## TASK GOAL
Where does the string "uniform" appear in the records? Copy every line that contains it.

## DATA EXCERPTS
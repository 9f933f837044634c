//! Similarity transforms between the coordinate frames of two models.
//!
//! A frame is built from three non-collinear points: the first point is the
//! origin, the first axis runs towards the second point and the second axis is
//! the part of the direction to the third point that is orthogonal to the first.
//! Mapping one frame onto the other yields a rotation, a uniform scale taken
//! from the distance between the first two points of each side, and a
//! translation that lands the source origin on the target origin.

use nalgebra::{Matrix3, Matrix4, Vector3, Vector4};

use crate::errors::{ModelSide, TransformError};
use crate::geometry::{Beam, Point, PointLike};

/// Smallest length accepted for frame axes and reference distances.
pub const FRAME_EPSILON: f64 = 1e-8;

/// Orthonormal right-handed frame attached to three points.
#[derive(Clone, Copy, Debug)]
struct Frame {
    /// First point of the triple.
    origin: Vector3<f64>,
    /// Columns are the three unit axes.
    axes: Matrix3<f64>,
    /// Distance between the first two points.
    base_length: f64,
}

impl Frame {
    /// Build the frame for one side of the correspondence.
    fn from_points<P: PointLike>(points: &[P], side: ModelSide) -> Result<Self, TransformError> {
        if points.len() != 3 {
            return Err(TransformError::WrongPointCount {
                side,
                count: points.len(),
            });
        }
        let origin = points[0].to_vector();
        let base = points[1].to_vector() - origin;
        let base_length = base.norm();
        if base_length < FRAME_EPSILON {
            return Err(TransformError::CoincidentPoints { side });
        }
        let first = base / base_length;

        let towards_third = points[2].to_vector() - origin;
        let orthogonal = towards_third - first * towards_third.dot(&first);
        let orthogonal_norm = orthogonal.norm();
        if orthogonal_norm < FRAME_EPSILON {
            return Err(TransformError::CollinearPoints { side });
        }
        let second = orthogonal / orthogonal_norm;

        let normal = first.cross(&second);
        let normal_norm = normal.norm();
        if normal_norm < FRAME_EPSILON {
            return Err(TransformError::DegenerateFrame { side });
        }
        let third = normal / normal_norm;

        Ok(Self {
            origin,
            axes: Matrix3::from_columns(&[first, second, third]),
            base_length,
        })
    }
}

/// Fits and applies a rotation, uniform scale and translation between two
/// coordinate frames.
///
/// The transform is stored once by [`GeometricTransformer::set_mapping_points`]
/// and read by every later call. Share it between threads by cloning the
/// transformer after it has been set.
///
/// # Examples
/// ```
/// use beamx::GeometricTransformer;
///
/// let mut transformer = GeometricTransformer::new();
/// transformer
///     .set_mapping_points(
///         &[[0.0, 0.0, 0.0], [1.0, 0.0, 0.0], [0.0, 1.0, 0.0]],
///         &[[5.0, 0.0, 0.0], [5.0, 2.0, 0.0], [3.0, 0.0, 0.0]],
///     )
///     .unwrap();
/// let moved = transformer.transform_point([1.0, 0.0, 0.0]).unwrap();
/// assert!((moved.y - 2.0).abs() < 1e-12);
/// ```
#[derive(Clone, Debug, Default)]
pub struct GeometricTransformer {
    /// Homogeneous 4x4 matrix, `None` until mapping points are supplied.
    transformation: Option<Matrix4<f64>>,
}

impl GeometricTransformer {
    /// Create a transformer with no transform set.
    #[must_use]
    pub fn new() -> Self {
        Self {
            transformation: None,
        }
    }

    /// Fit the transform that carries `points_model1` onto `points_model2`.
    ///
    /// Any previously stored transform is replaced, and left untouched on error.
    ///
    /// # Errors
    ///
    /// Returns [`TransformError::WrongPointCount`] unless both sides have exactly
    /// three points, [`TransformError::CoincidentPoints`] or
    /// [`TransformError::CollinearPoints`] when a side cannot define a frame, and
    /// [`TransformError::ZeroReferenceDistance`] when no scale can be derived.
    pub fn set_mapping_points<P: PointLike, Q: PointLike>(
        &mut self,
        points_model1: &[P],
        points_model2: &[Q],
    ) -> Result<(), TransformError> {
        let source = Frame::from_points(points_model1, ModelSide::Source)?;
        let target = Frame::from_points(points_model2, ModelSide::Target)?;

        let source_inverse = source
            .axes
            .try_inverse()
            .ok_or(TransformError::DegenerateFrame {
                side: ModelSide::Source,
            })?;
        let rotation = target.axes * source_inverse;

        if source.base_length < FRAME_EPSILON {
            return Err(TransformError::ZeroReferenceDistance);
        }
        let scale = target.base_length / source.base_length;

        let block = rotation * scale;
        let translation = target.origin - block * source.origin;

        let mut matrix = Matrix4::identity();
        for row in 0..3 {
            for column in 0..3 {
                matrix[(row, column)] = block[(row, column)];
            }
            matrix[(row, 3)] = translation[row];
        }
        self.transformation = Some(matrix);
        Ok(())
    }

    /// Return `true` once a transform has been fitted.
    #[must_use]
    pub fn is_set(&self) -> bool {
        self.transformation.is_some()
    }

    /// The stored homogeneous matrix, if any.
    #[must_use]
    pub fn transformation(&self) -> Option<&Matrix4<f64>> {
        self.transformation.as_ref()
    }

    /// Forget the stored transform.
    pub fn reset(&mut self) {
        self.transformation = None;
    }

    /// Apply the stored transform to a single point.
    ///
    /// # Errors
    ///
    /// Returns [`TransformError::NotSet`] when no transform has been fitted.
    pub fn transform_point(&self, point: impl PointLike) -> Result<Point, TransformError> {
        let matrix = self.transformation.as_ref().ok_or(TransformError::NotSet)?;
        let [x, y, z] = point.coordinates();
        let mapped = matrix * Vector4::new(x, y, z, 1.0);
        Ok(Point::new(mapped.x, mapped.y, mapped.z))
    }

    /// Apply the stored transform to both ends of a beam.
    ///
    /// The result keeps the number, profile and group of `beam`; its length is
    /// recomputed from the transformed ends.
    ///
    /// # Errors
    ///
    /// Returns [`TransformError::NotSet`] when no transform has been fitted.
    pub fn transform_beam(&self, beam: &Beam) -> Result<Beam, TransformError> {
        let start = self.transform_point(beam.start())?;
        let end = self.transform_point(beam.end())?;
        Ok(Beam::new(
            beam.number(),
            start,
            end,
            beam.profile(),
            beam.group(),
        ))
    }
}

#[cfg(test)]
mod tests {
    use super::*;
    use crate::geometry::point;
    use approx::assert_abs_diff_eq;

    fn assert_point_near(actual: Point, expected: Point) {
        assert_abs_diff_eq!(actual.x, expected.x, epsilon = 1e-6);
        assert_abs_diff_eq!(actual.y, expected.y, epsilon = 1e-6);
        assert_abs_diff_eq!(actual.z, expected.z, epsilon = 1e-6);
    }

    #[test]
    fn identical_frames_give_identity() {
        let points = [[0.0, 0.0, 0.0], [100.0, 0.0, 0.0], [0.0, 200.0, 0.0]];
        let mut transformer = GeometricTransformer::new();
        transformer
            .set_mapping_points(&points, &points)
            .expect("well conditioned points");
        let mapped = transformer
            .transform_point([50.0, 50.0, 0.0])
            .expect("transform set");
        assert_point_near(mapped, point(50.0, 50.0, 0.0));
    }

    #[test]
    fn recovers_rotation_scale_and_translation() {
        // Unit square scaled by 2, turned 90 degrees about Z and moved by (10, 0, 0).
        let source = [point(0.0, 0.0, 0.0), point(1.0, 0.0, 0.0), point(0.0, 1.0, 0.0)];
        let target = [point(10.0, 0.0, 0.0), point(10.0, 2.0, 0.0), point(8.0, 0.0, 0.0)];
        let mut transformer = GeometricTransformer::new();
        transformer
            .set_mapping_points(&source, &target)
            .expect("well conditioned points");

        assert_point_near(
            transformer.transform_point([1.0, 1.0, 0.0]).expect("set"),
            point(8.0, 2.0, 0.0),
        );
        assert_point_near(
            transformer.transform_point([3.0, 4.0, 5.0]).expect("set"),
            point(2.0, 6.0, 10.0),
        );
    }

    #[test]
    fn inverse_correspondence_round_trips() {
        let a = [point(1.0, 2.0, 3.0), point(4.0, 6.0, 3.0), point(1.0, 2.0, 9.0)];
        let b = [point(-5.0, 0.5, 2.0), point(-5.0, 0.5, 12.0), point(7.0, 0.5, 2.0)];
        let mut forward = GeometricTransformer::new();
        forward.set_mapping_points(&a, &b).expect("forward");
        let mut backward = GeometricTransformer::new();
        backward.set_mapping_points(&b, &a).expect("backward");

        for probe in [point(0.0, 0.0, 0.0), point(13.0, -7.5, 2.25), point(-1.0, 4.0, 100.0)] {
            let there = forward.transform_point(probe).expect("set");
            let back = backward.transform_point(there).expect("set");
            assert_point_near(back, probe);
        }
    }

    #[test]
    fn rejects_wrong_point_count() {
        let mut transformer = GeometricTransformer::new();
        let error = transformer
            .set_mapping_points(
                &[[0.0, 0.0, 0.0], [1.0, 0.0, 0.0]],
                &[[0.0, 0.0, 0.0], [1.0, 0.0, 0.0], [0.0, 1.0, 0.0]],
            )
            .expect_err("two points cannot define a frame");
        assert_eq!(
            error,
            TransformError::WrongPointCount {
                side: ModelSide::Source,
                count: 2
            }
        );
    }

    #[test]
    fn rejects_coincident_and_collinear_points() {
        let good = [[0.0, 0.0, 0.0], [1.0, 0.0, 0.0], [0.0, 1.0, 0.0]];
        let mut transformer = GeometricTransformer::new();

        let coincident = [[1.0, 1.0, 1.0], [1.0, 1.0, 1.0], [0.0, 1.0, 0.0]];
        assert_eq!(
            transformer.set_mapping_points(&good, &coincident),
            Err(TransformError::CoincidentPoints {
                side: ModelSide::Target
            })
        );

        let collinear = [[0.0, 0.0, 0.0], [1.0, 1.0, 1.0], [3.0, 3.0, 3.0]];
        assert_eq!(
            transformer.set_mapping_points(&collinear, &good),
            Err(TransformError::CollinearPoints {
                side: ModelSide::Source
            })
        );
        assert!(!transformer.is_set());
    }

    #[test]
    fn transform_requires_mapping_points() {
        let mut transformer = GeometricTransformer::new();
        let beam = Beam::new(1, [0.0; 3], [1.0, 0.0, 0.0], "A", "G");
        assert_eq!(transformer.transform_beam(&beam), Err(TransformError::NotSet));

        let points = [[0.0, 0.0, 0.0], [1.0, 0.0, 0.0], [0.0, 1.0, 0.0]];
        transformer.set_mapping_points(&points, &points).expect("set");
        assert!(transformer.transform_point([0.0; 3]).is_ok());
        transformer.reset();
        assert_eq!(
            transformer.transform_point([0.0; 3]),
            Err(TransformError::NotSet)
        );
    }

    #[test]
    fn transformed_beam_keeps_identity_and_rescales_length() {
        let source = [[0.0, 0.0, 0.0], [1.0, 0.0, 0.0], [0.0, 1.0, 0.0]];
        let target = [[0.0, 0.0, 0.0], [3.0, 0.0, 0.0], [0.0, 3.0, 0.0]];
        let mut transformer = GeometricTransformer::new();
        transformer.set_mapping_points(&source, &target).expect("set");

        let beam = Beam::new(12, [0.0, 0.0, 0.0], [0.0, 2.0, 0.0], "RHS", "Roof");
        let moved = transformer.transform_beam(&beam).expect("set");
        assert_eq!(moved.number(), 12);
        assert_eq!(moved.profile(), "RHS");
        assert_eq!(moved.group(), "Roof");
        assert_abs_diff_eq!(moved.length(), 6.0, epsilon = 1e-9);
    }
}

## RESULT OF THE TASK
//! Mapping one frame onto the other yields a rotation, a uniform scale taken
/// Fits and applies a rotation, uniform scale and translation between two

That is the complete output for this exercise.